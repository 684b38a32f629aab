use std::path::PathBuf;
use std::time::Duration;

use anyhow::{Context, bail};
use clap::Parser;
use tracing::{debug, info, warn};

use clicker::config::{self as cfg, SequenceConfig};
use clicker::executor::{ActionExecutor, EngineOptions};
use clicker::session::Session;

/// How often the foreground drains playback events.
const PUMP_INTERVAL: Duration = Duration::from_millis(100);

/// Clicker CLI
#[derive(Debug, Parser)]
#[command(
    name = clicker::PKG_NAME,
    version = clicker::PKG_VERSION,
    about = "Replay a recorded mouse/keyboard sequence in a loop"
)]
struct Args {
    /// Path to the JSON action template
    #[arg(short = 't', long = "template")]
    template: Option<PathBuf>,

    /// Seconds to wait after each step that has no delay of its own
    #[arg(short = 'd', long = "delay", default_value_t = 1.0)]
    delay: f64,

    /// Number of passes over the sequence (0 = until Ctrl+C)
    #[arg(short = 'l', long = "loops", default_value_t = 0, allow_negative_numbers = true)]
    loops: i64,

    /// Pause between two passes, in milliseconds
    #[arg(long = "inter-loop-ms", default_value_t = 100)]
    inter_loop_ms: u64,

    /// Enable dry-run mode (log actions instead of simulating input)
    #[arg(long = "dry-run")]
    dry_run: bool,

    /// Set log level (e.g., trace, debug, info, warn, error). Overrides RUST_LOG.
    #[arg(long = "log-level")]
    log_level: Option<String>,

    /// Write the full session log to this file on exit
    #[arg(long = "save-log")]
    save_log: Option<PathBuf>,

    /// Print the JSON Schema for templates and exit
    #[arg(long = "print-schema")]
    print_schema: bool,

    /// Print the pointer position and the color under it, then exit
    #[arg(long = "locate")]
    locate: bool,
}

#[tokio::main]
async fn main() -> anyhow::Result<()> {
    let args = Args::parse();

    clicker::init_tracing(args.log_level.as_deref());
    info!(
        version = clicker::PKG_VERSION,
        dry_run = args.dry_run,
        "Starting Clicker"
    );

    if args.print_schema {
        cfg::write_schema_to_writer(std::io::stdout().lock())?;
        println!();
        return Ok(());
    }

    let options = EngineOptions {
        inter_loop_pause: Duration::from_millis(args.inter_loop_ms),
        ..EngineOptions::default()
    };
    let mut session = Session::new(ActionExecutor::new(args.dry_run), options);

    if args.locate {
        let picked = session
            .pick_at_cursor()
            .context("Failed to read the pointer position")?;
        match picked.rgb {
            Some(rgb) => println!("X={}, Y={}, Color={rgb}", picked.x, picked.y),
            None => println!("X={}, Y={}, Color=N/A", picked.x, picked.y),
        }
        return Ok(());
    }

    let Some(template) = args.template.as_ref() else {
        bail!("No template given; pass --template <PATH> (or --print-schema / --locate)");
    };

    let config = SequenceConfig::new(args.delay, args.loops).context("Invalid playback settings")?;
    session.set_config(config);

    let actions = cfg::load_from_path_async(template)
        .await
        .with_context(|| format!("Failed to load template {}", template.display()))?;
    session.replace_actions(actions)?;
    debug!(target: "clicker", "Template loaded successfully");

    session.start().context("Failed to start playback")?;

    let mut ticker = tokio::time::interval(PUMP_INTERVAL);
    let ctrl_c = tokio::signal::ctrl_c();
    tokio::pin!(ctrl_c);
    let mut interrupted = false;

    // Main loop: drain playback events until the run ends, or stop on Ctrl+C
    loop {
        tokio::select! {
            _ = ticker.tick() => {
                session.pump();
                if !session.is_running() {
                    break;
                }
            }
            res = &mut ctrl_c, if !interrupted => {
                interrupted = true;
                match res {
                    Ok(()) => {
                        info!("Received Ctrl+C, stopping playback");
                        session.stop();
                    }
                    Err(err) => warn!(error = %err, "Failed to listen for Ctrl+C"),
                }
            }
        }
    }
    session.shutdown();

    if let Some(path) = &args.save_log {
        session
            .export_log(path)
            .with_context(|| format!("Failed to save log to {}", path.display()))?;
    }

    info!("Clicker exited");
    Ok(())
}
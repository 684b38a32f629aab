//! In-memory, append-only session log.
//!
//! History is never truncated. A display surface reads `displayed()`, which
//! only covers entries since the last `clear_display()`, so the on-screen view
//! can be emptied without losing anything that `export` writes.

use chrono::{DateTime, Local};
use std::fmt;
use std::fs::File;
use std::io::{BufWriter, Write};
use std::path::Path;
use tracing::debug;

use crate::error::{Error, Result};

/// Note recorded whenever the display is cleared.
pub const DISPLAY_CLEARED: &str = "On-screen log cleared automatically.";

#[derive(Debug, Clone, PartialEq, Eq)]
pub struct LogEntry {
    pub at: DateTime<Local>,
    pub message: String,
}

impl fmt::Display for LogEntry {
    /// `[HH:MM:SS] message`
    fn fmt(&self, f: &mut fmt::Formatter<'_>) -> fmt::Result {
        write!(f, "[{}] {}", self.at.format("%H:%M:%S"), self.message)
    }
}

#[derive(Debug, Clone, Default)]
pub struct LogBook {
    entries: Vec<LogEntry>,
    display_from: usize,
}

impl LogBook {
    pub fn new() -> Self {
        Self::default()
    }

    /// Append a message stamped with the current local time.
    pub fn push(&mut self, message: impl Into<String>) {
        self.push_at(Local::now(), message);
    }

    /// Insert a message in time order, after any entry with the same stamp.
    pub fn push_at(&mut self, at: DateTime<Local>, message: impl Into<String>) {
        let index = self.entries.partition_point(|e| e.at <= at);
        if index < self.display_from {
            self.display_from += 1;
        }
        self.entries.insert(
            index,
            LogEntry {
                at,
                message: message.into(),
            },
        );
    }

    /// Full history, oldest first.
    pub fn entries(&self) -> &[LogEntry] {
        &self.entries
    }

    pub fn len(&self) -> usize {
        self.entries.len()
    }

    pub fn is_empty(&self) -> bool {
        self.entries.is_empty()
    }

    /// Entries added since the display was last cleared.
    pub fn displayed(&self) -> &[LogEntry] {
        &self.entries[self.display_from..]
    }

    /// The last `n` displayed entries.
    pub fn tail(&self, n: usize) -> &[LogEntry] {
        let shown = self.displayed();
        &shown[shown.len().saturating_sub(n)..]
    }

    /// Empty the on-screen view. History keeps a quiet note of it.
    pub fn clear_display(&mut self) {
        self.push(DISPLAY_CLEARED);
        self.display_from = self.entries.len();
    }

    /// Write the full history, one `[HH:MM:SS] message` line per entry.
    pub fn export<W: Write>(&self, mut writer: W) -> std::io::Result<()> {
        for entry in &self.entries {
            writeln!(writer, "{entry}")?;
        }
        writer.flush()
    }

    pub fn export_to_path<P: AsRef<Path>>(&self, path: P) -> Result<()> {
        let path_ref = path.as_ref();
        let file = File::create(path_ref).map_err(|e| Error::io(path_ref, e))?;
        self.export(BufWriter::new(file))
            .map_err(|e| Error::io(path_ref, e))?;
        debug!(
            target: "clicker::journal",
            path = %path_ref.display(), entries = self.entries.len(),
            "Exported log"
        );
        Ok(())
    }
}

#[cfg(test)]
mod tests {
    use super::*;
    use chrono::TimeZone;

    fn at(h: u32, m: u32, s: u32) -> DateTime<Local> {
        Local.with_ymd_and_hms(2024, 1, 15, h, m, s).single().unwrap()
    }

    #[test]
    fn export_format_is_one_line_per_entry() {
        let mut log = LogBook::new();
        log.push_at(at(9, 5, 3), "Added action: Key press 'a'");
        log.push_at(at(23, 59, 59), "Automation stopped.");

        let mut out = Vec::new();
        log.export(&mut out).unwrap();
        assert_eq!(
            String::from_utf8(out).unwrap(),
            "[09:05:03] Added action: Key press 'a'\n[23:59:59] Automation stopped.\n"
        );
    }

    #[test]
    fn clearing_display_keeps_history() {
        let mut log = LogBook::new();
        log.push("one");
        log.push("two");
        log.clear_display();
        assert!(log.displayed().is_empty());
        assert_eq!(log.len(), 3);
        assert_eq!(log.entries()[2].message, DISPLAY_CLEARED);

        log.push("three");
        assert_eq!(log.displayed().len(), 1);
        assert_eq!(log.displayed()[0].message, "three");
    }

    #[test]
    fn late_entries_land_in_time_order() {
        let mut log = LogBook::new();
        log.push_at(at(10, 0, 0), "first");
        log.push_at(at(10, 0, 5), "stopped");
        log.push_at(at(10, 0, 2), "engine line");
        log.push_at(at(10, 0, 5), "same second");

        let order: Vec<_> = log.entries().iter().map(|e| e.message.as_str()).collect();
        assert_eq!(order, ["first", "engine line", "stopped", "same second"]);
    }

    #[test]
    fn entry_older_than_clear_stays_hidden() {
        let mut log = LogBook::new();
        log.push_at(at(10, 0, 0), "old");
        log.clear_display();
        log.push_at(at(10, 0, 1), "late but old");
        assert!(log.displayed().iter().all(|e| e.message != "late but old"));
        assert_eq!(log.len(), 3);
    }

    #[test]
    fn tail_is_bounded_by_display() {
        let mut log = LogBook::new();
        for i in 0..5 {
            log.push(format!("m{i}"));
        }
        let tail: Vec<_> = log.tail(2).iter().map(|e| e.message.as_str()).collect();
        assert_eq!(tail, ["m3", "m4"]);
        assert_eq!(log.tail(50).len(), 5);

        log.clear_display();
        assert!(log.tail(3).is_empty());
    }

    #[test]
    fn export_to_file() {
        let dir = tempfile::tempdir().unwrap();
        let path = dir.path().join("session.log");
        let mut log = LogBook::new();
        log.push_at(at(12, 0, 0), "hello");
        log.export_to_path(&path).unwrap();
        assert_eq!(std::fs::read_to_string(&path).unwrap(), "[12:00:00] hello\n");
    }
}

## TASK BRIEF
All that is wanted is a faithful reproduction of the line above with "file on exit", the line with "let mut interrupted = false;", and every line in between.

## COMPLETED TASK
    /// Write the full session log to this file on exit
    #[arg(long = "save-log")]
    save_log: Option<PathBuf>,

    /// Print the JSON Schema for templates and exit
    #[arg(long = "print-schema")]
    print_schema: bool,

    /// Print the pointer position and the color under it, then exit
    #[arg(long = "locate")]
    locate: bool,
}

#[tokio::main]
async fn main() -> anyhow::Result<()> {
    let args = Args::parse();

    clicker::init_tracing(args.log_level.as_deref());
    info!(
        version = clicker::PKG_VERSION,
        dry_run = args.dry_run,
        "Starting Clicker"
    );

    if args.print_schema {
        cfg::write_schema_to_writer(std::io::stdout().lock())?;
        println!();
        return Ok(());
    }

    let options = EngineOptions {
        inter_loop_pause: Duration::from_millis(args.inter_loop_ms),
        ..EngineOptions::default()
    };
    let mut session = Session::new(ActionExecutor::new(args.dry_run), options);

    if args.locate {
        let picked = session
            .pick_at_cursor()
            .context("Failed to read the pointer position")?;
        match picked.rgb {
            Some(rgb) => println!("X={}, Y={}, Color={rgb}", picked.x, picked.y),
            None => println!("X={}, Y={}, Color=N/A", picked.x, picked.y),
        }
        return Ok(());
    }

    let Some(template) = args.template.as_ref() else {
        bail!("No template given; pass --template <PATH> (or --print-schema / --locate)");
    };

    let config = SequenceConfig::new(args.delay, args.loops).context("Invalid playback settings")?;
    session.set_config(config);

    let actions = cfg::load_from_path_async(template)
        .await
        .with_context(|| format!("Failed to load template {}", template.display()))?;
    session.replace_actions(actions)?;
    debug!(target: "clicker", "Template loaded successfully");

    session.start().context("Failed to start playback")?;

    let mut ticker = tokio::time::interval(PUMP_INTERVAL);
    let ctrl_c = tokio::signal::ctrl_c();
    tokio::pin!(ctrl_c);
    let mut interrupted = false;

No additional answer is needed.